Neff tries to extend 4-wide winning streak
CHARLOTTE, N.C. – In an age of specialization, it is Mike Neff’s versatility that distinguishes him from the rest of those vying this year for the NHRA Full Throttle Funny Car Championship.
Winner of a pair of championships as a crew chief (to retired star Gary Scelzi in 2005 and to drag racing icon and boss John Force in 2010), Neff is trying this year to do something no one has done in 26 years and that is win a Funny Car championship as both tuner and driver.
This week, the 44-year-old brings his championship bid to zMax Dragway where he’ll try to keep his record perfect in the tour’s most unique format, the four-lane configuration that will determine champions in the second annual VisitMyrtleBeach.com 4-Wide Nationals.
Winner of a special 4-wide exhibition in 2009 when he was first driving a Ford Mustang for John Force Racing, Inc., Neff claimed a share of the first official 4-Wide title last season as crew chief to Force. Now, he puts both winning streaks on the line as the tuner and driver of the Castrol GTX Ford.
From Neff’s unique perspective, the challenge of 4-wide racing rests squarely on the driver – not the crew chief.
“It definitely is a tough race for the drivers,” Neff said. “It changes everything that they’re used to. You’re watching more bulbs (in the electronic starting system) and there are three other guys instead of one. I think, psychologically, it makes you think about a lot more stuff.
“It’s not that big a deal for the crew chiefs,” he said. “You just figure out which lane you’re going to be in and go from there. It adds more to everybody’s plate because you have two more lanes to worry about but, thankfully, we have Lanny (track specialist Lanny Miglizzi) to handle that for us.”
Despite certain misgivings about driving four-wide for the first time in Full Throttle competition, Neff is feeling more and more comfortable behind the wheel of the green-and-white Castrol GTX Mustang in which he won last month’s Tire Kingdom Gatornationals at Gainesville, Fla.
“I think I’m back up to speed (as a driver) and getting that win in Gainesville was big,” he said. “That was, without a doubt, the best day of racing I've ever had in my life. It was a lot of stress and a lot of nerves, but to end up winning the way we did (posting the quickest time during eliminations) was just very gratifying and just a great experience; a great feeling.”
Neff has no illusions about his current position. He knows that his future at John Force Racing, Inc., his future in drag racing, in fact, is as a crew chief.
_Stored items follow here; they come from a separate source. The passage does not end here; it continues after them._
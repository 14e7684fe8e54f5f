mod action;
mod auth;
mod backend;
mod chat;
mod course;
mod errors;
mod event;
mod message;
mod progress;
mod sender;
mod slash_commands;
mod slide;
mod theme;

pub use action::*;
pub use auth::*;
pub use backend::*;
pub use chat::*;
pub use course::*;
pub use errors::*;
pub use event::*;
pub use message::*;
pub use progress::*;
pub use sender::*;
pub use slash_commands::*;
pub use slide::*;
pub use theme::*;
That’s why he’s trying to make the most of an opportunity that presented itself after two-time reigning Mac Tools U.S. Nationals champion Ashley Force Hood announced plans to at least temporarily step away from racing to await the birth of her and husband Dan’s first child, due in August.
Maybe at the end of the year I might want to go back to being just a crew chief,” Neff said, “but I want to give (driving) a run all year.
“Maybe at the end of the year I might want to go back to being just a crew chief,” Neff said, “but I want to give (driving) a run all year. I love tuning and that is what I will be doing for a long time. This driving deal might be a one year deal for me (and) I’m trying to make the most of it.”
Neff’s quick start this year might have been anticipated. After all, the car he’s driving basically is the same hybrid Ford Mustang in which Force won six races last year en route to the team’s 17th Funny Car championship in the last 21 seasons. The only thing different is the paint – and the passenger.
Of course, wearing two hats has created some other problems for Neff.
“You can go up there thinking about the tuning part and not drive as well as you should,” Neff explained, “and in the end, if you don’t perform as a driver, it doesn’t really matter what you did as a tuner. You just have to do one job at a time and not let them affect one another.”
Although he has driven competitively in only 53 NHRA events, Neff has had a surprisingly diverse driving career in Charlotte. In. May, 2008, while zMax Dragway was under construction and before the all-concrete racing surface was installed, he beat Force in a special match race between Volvo dump trucks. Two days later, he made an exhibition burnout before 160,000 fans before the start of a NASCAR Sprint Cup event on the neighboring oval at Charlotte Motor Speedway. He then beat Force to the finish line in a four-wide exhibition in 2009.